July 10 (UPI) -- Mosul has been totally liberated from control by the Islamic State, Iraq's prime minister declared Monday.
"From here, from the heart of the liberated and free Mosul, by the sacrifices of the Iraqis from all the provinces, we declare the great victory for all of Iraq and Iraqis," Haider al-Abadi announced in Mosul. "This is a great celebration that crowned the victories of the fighters and the Iraqis over the last three years."
Abadi waved a national flag with troops after announcing the "collapse of the terrorist state of falsehood" at the operations room of the Counter-Terrorism Service, whose elite forces were the first to enter Mosul in November.
The U.S.-led coalition fighting the Islamic State -- called Combined Joint Task Force Operation Inherent Resolve -- congratulated Iraqi security forces "on their remarkable progress against ISIS while making extraordinary efforts to safeguard civilian lives."
The coalition confirmed that the Old City still had to be cleared of explosive devices and possible Islamic State fighters in hiding but Iraqi security forces had Mosul "firmly under their control".
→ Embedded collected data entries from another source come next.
use anyhow::Result;
use clap::Parser;
use std::path::PathBuf;
use std::sync::Arc;
use tracing_subscriber::{layer::SubscriberExt, util::SubscriberInitExt};

use grantr::config::Config;
use grantr::github::{CredentialBroker, GitHubClient, SystemClock, TokenCache};
use grantr::AppState;

#[derive(Parser, Debug)]
#[command(name = "grantr")]
#[command(author, version, about = "A GitHub App installation and credential broker", long_about = None)]
struct Cli {
    /// Path to configuration file
    #[arg(short, long, default_value = "grantr.toml")]
    config: PathBuf,

    /// Override log level
    #[arg(short, long)]
    log_level: Option<String>,
}

#[tokio::main]
async fn main() -> Result<()> {
    let cli = Cli::parse();

    // Load configuration
    let config = Config::load(&cli.config)?;

    // Initialize logging
    let log_level = cli
        .log_level
        .as_ref()
        .unwrap_or(&config.logging.level)
        .clone();

    tracing_subscriber::registry()
        .with(
            tracing_subscriber::EnvFilter::try_from_default_env()
                .unwrap_or_else(|_| tracing_subscriber::EnvFilter::new(&log_level)),
        )
        .with(tracing_subscriber::fmt::layer())
        .init();

    tracing::info!("Starting Grantr v{}", env!("CARGO_PKG_VERSION"));

    if config.github.app_id.is_none() || config.github.private_key.is_none() {
        tracing::warn!("GitHub App credentials are not configured; token endpoints will fail");
    }
    if config.github.webhook_secret.is_none() {
        tracing::warn!("Webhook secret is not configured; all webhook deliveries will be rejected");
    }

    // Ensure data directory exists
    std::fs::create_dir_all(&config.server.data_dir)?;

    // Initialize database
    let db = grantr::db::init(&config.server.data_dir).await?;

    // Install the Prometheus recorder
    let metrics_handle = grantr::api::metrics::init_metrics()?;

    // Build the credential broker
    let api = Arc::new(GitHubClient::new(config.github.api_base.clone()));
    let cache = TokenCache::new(Arc::new(SystemClock));
    let broker = Arc::new(CredentialBroker::new(config.github.clone(), api, cache));

    // Create app state and router
    let state = Arc::new(
        AppState::new(config.clone(), db, broker).with_metrics(metrics_handle),
    );
    let app = grantr::api::create_router(state);

    // Start API server
    let api_addr = format!("{}:{}", config.server.host, config.server.api_port);
    let listener = tokio::net::TcpListener::bind(&api_addr).await?;

    tracing::info!("API server listening on http://{}", api_addr);

    axum::serve(listener, app)
        .with_graceful_shutdown(shutdown_signal())
        .await?;

    tracing::info!("Server stopped");
    Ok(())
}

async fn shutdown_signal() {
    let ctrl_c = async {
        tokio::signal::ctrl_c()
            .await
            .expect("Failed to install Ctrl+C handler");
    };

    #[cfg(unix)]
    let terminate = async {
        tokio::signal::unix::signal(tokio::signal::unix::SignalKind::terminate())
            .expect("Failed to install signal handler")
            .recv()
            .await;
    };

    #[cfg(not(unix))]
    let terminate = std::future::pending::<()>();

    tokio::select! {
        _ = ctrl_c => {},
        _ = terminate => {},
    }

    tracing::info!("Shutdown signal received");
}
The battle for Mosul, the second-largest city in Iraq, has taken almost nine months as thousands of civilians died and more than 920,000 others were displaced.
U.S.-led airstrikes helped the coalition take over Mosul.
But officials warned of other challenges in Iraq.
"Make no mistake; this victory alone does not eliminate [Islamic State] and there is still a tough fight ahead," said Lt. Gen. Stephen Townsend, the senior American commander in Iraq. "But the loss of one of its twin capitals and a jewel of their so-called caliphate is a decisive blow."
Mosul's historic Old City has been nearly reduced to rubble, including the ruins of the Al-Nuri Mosque blown up by the Islamic State last month. The United Nations estimates that more than 5,000 buildings have been damaged and 490 destroyed in the Old City alone.
And few citizens remain in the area.
CNN reported that in some parts of Mosul, residents have begun to return from displacement camps to think about rebuilding.
"The first challenge facing the Iraqi government and international organizations is to provide basic necessities of life for more than 400,000 Iraqis who have been displaced from the western part of Mosul, which mostly lies in ruins," Fawaz Gerges, a Middle East expert at the London School of Economics and Political Science told CNN.
He estimated that rebuilding the Old City alone would cost $1 billion.